MATERIALS PROVIDED START

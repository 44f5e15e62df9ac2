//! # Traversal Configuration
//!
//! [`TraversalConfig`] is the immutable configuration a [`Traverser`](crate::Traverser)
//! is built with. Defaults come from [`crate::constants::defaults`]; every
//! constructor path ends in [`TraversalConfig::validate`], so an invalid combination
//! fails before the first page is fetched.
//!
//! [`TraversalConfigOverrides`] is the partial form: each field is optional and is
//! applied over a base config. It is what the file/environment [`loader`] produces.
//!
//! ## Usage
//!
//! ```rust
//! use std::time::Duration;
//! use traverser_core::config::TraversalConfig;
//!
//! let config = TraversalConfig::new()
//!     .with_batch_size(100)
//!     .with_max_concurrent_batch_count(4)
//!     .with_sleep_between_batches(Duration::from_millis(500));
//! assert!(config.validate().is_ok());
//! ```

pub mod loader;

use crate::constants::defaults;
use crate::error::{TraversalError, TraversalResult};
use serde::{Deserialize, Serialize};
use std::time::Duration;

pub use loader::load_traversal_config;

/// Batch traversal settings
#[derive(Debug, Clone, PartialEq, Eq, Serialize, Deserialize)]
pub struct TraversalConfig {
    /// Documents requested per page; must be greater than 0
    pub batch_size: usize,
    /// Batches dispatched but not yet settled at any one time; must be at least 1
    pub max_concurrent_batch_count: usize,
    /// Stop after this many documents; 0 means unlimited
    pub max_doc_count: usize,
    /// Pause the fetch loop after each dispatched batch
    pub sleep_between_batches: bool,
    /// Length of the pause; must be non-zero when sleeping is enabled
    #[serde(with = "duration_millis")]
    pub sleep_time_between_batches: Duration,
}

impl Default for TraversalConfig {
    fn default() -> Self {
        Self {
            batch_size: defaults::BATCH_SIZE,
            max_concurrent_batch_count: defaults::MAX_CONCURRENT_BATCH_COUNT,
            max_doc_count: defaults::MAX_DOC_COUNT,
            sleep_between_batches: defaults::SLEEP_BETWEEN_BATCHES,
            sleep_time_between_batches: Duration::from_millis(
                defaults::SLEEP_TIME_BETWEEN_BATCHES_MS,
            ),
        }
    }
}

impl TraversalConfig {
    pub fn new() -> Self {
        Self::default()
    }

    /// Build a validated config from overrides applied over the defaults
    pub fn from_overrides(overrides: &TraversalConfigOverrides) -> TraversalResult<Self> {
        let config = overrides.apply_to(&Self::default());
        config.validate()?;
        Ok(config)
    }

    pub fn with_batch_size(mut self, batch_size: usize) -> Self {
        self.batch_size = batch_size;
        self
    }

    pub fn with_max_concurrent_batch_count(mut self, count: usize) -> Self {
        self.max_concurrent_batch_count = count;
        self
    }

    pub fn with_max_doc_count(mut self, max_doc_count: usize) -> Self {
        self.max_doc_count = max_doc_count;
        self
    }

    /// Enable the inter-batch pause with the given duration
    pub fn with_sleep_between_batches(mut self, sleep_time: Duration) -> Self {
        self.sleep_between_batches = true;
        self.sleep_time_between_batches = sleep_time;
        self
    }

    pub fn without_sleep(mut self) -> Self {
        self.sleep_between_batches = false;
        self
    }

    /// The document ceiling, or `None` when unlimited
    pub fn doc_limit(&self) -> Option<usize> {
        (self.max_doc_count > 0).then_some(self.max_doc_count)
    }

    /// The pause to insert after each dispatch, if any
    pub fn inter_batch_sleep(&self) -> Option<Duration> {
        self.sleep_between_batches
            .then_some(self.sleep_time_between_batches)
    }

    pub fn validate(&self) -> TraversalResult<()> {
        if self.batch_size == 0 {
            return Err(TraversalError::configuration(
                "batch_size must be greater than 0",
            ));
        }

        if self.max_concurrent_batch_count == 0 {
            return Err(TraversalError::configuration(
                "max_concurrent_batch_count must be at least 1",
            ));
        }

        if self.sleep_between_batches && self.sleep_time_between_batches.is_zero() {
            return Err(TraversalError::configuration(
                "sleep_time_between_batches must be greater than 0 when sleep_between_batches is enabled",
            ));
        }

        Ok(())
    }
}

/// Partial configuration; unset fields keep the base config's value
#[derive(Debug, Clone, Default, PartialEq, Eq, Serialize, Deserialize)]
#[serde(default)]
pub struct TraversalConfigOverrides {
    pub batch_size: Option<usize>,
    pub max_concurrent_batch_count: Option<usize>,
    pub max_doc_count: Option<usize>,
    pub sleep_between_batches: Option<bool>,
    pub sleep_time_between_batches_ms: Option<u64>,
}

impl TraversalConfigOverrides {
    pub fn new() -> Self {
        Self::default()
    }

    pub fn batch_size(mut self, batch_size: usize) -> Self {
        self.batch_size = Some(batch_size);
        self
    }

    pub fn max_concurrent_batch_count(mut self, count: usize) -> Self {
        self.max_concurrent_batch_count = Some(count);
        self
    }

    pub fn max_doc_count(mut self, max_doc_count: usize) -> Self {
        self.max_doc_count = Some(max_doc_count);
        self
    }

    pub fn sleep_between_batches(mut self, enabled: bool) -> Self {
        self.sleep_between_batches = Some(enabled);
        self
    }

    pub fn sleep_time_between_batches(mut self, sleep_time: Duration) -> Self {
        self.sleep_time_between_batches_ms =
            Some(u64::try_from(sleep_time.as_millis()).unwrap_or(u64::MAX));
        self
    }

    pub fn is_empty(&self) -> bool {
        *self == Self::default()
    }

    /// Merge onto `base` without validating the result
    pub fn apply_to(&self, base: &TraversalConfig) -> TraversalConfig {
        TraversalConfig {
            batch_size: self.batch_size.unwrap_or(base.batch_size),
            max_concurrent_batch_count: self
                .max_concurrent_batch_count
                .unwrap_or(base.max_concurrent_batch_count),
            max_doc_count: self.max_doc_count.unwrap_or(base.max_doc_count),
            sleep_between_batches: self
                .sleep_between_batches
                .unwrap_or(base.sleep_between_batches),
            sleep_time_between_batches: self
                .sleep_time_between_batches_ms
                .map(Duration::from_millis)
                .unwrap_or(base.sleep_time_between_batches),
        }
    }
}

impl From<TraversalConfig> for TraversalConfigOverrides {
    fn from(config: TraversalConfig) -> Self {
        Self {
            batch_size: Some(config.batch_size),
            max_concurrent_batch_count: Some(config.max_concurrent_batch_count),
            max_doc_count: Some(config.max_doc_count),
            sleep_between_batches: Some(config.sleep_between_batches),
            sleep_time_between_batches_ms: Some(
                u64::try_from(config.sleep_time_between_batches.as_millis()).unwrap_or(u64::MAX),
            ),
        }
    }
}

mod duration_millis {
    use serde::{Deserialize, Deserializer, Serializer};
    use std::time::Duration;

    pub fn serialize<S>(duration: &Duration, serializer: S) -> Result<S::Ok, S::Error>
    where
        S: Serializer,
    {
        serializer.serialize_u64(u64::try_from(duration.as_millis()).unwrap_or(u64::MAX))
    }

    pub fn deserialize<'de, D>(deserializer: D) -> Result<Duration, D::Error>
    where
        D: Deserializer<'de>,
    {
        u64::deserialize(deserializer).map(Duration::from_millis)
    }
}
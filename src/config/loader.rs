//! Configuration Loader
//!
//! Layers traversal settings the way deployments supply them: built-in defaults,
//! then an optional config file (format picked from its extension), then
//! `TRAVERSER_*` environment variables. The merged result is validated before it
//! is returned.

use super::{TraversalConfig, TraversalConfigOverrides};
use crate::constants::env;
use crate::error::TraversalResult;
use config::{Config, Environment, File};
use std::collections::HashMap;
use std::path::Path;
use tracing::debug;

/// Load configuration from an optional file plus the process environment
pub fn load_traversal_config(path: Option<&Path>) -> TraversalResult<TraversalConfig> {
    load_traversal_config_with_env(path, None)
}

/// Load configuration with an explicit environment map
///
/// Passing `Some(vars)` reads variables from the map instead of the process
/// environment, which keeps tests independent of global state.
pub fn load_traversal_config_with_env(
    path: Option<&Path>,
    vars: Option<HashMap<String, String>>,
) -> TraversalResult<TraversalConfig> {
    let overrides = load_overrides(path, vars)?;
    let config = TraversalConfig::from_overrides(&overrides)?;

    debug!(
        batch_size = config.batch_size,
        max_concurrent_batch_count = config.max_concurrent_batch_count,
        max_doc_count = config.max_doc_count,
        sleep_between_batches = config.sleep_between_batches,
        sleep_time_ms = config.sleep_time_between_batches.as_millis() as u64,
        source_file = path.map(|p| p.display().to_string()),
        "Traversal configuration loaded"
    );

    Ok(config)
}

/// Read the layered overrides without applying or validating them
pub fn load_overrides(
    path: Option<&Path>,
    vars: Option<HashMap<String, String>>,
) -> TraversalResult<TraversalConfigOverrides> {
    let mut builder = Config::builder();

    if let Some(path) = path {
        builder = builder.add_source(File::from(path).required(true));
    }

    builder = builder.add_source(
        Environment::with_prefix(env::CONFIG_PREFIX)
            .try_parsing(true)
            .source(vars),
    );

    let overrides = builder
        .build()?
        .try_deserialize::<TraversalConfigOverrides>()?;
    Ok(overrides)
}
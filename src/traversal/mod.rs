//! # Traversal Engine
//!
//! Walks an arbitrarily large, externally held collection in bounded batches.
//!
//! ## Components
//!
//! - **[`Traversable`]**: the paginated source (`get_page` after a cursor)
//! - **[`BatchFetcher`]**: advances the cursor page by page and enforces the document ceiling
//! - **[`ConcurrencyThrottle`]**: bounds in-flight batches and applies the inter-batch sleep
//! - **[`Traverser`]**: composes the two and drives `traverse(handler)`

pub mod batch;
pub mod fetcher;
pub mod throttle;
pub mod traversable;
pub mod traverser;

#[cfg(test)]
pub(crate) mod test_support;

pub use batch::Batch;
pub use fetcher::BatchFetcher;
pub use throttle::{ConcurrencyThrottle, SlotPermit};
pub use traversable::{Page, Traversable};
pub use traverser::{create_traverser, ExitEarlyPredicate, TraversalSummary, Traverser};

MATERIALS PROVIDED END

### [EXERCISE OBJECTIVE]
Provide an exact transcript of the lines from the one that holds "pub(crate) mod test_support;" through the final line of the data above.

### [OUTPUT OF THE EXERCISE]
pub(crate) mod test_support;

pub use batch::Batch;
pub use fetcher::BatchFetcher;
pub use throttle::{ConcurrencyThrottle, SlotPermit};
pub use traversable::{Page, Traversable};
pub use traverser::{create_traverser, ExitEarlyPredicate, TraversalSummary, Traverser};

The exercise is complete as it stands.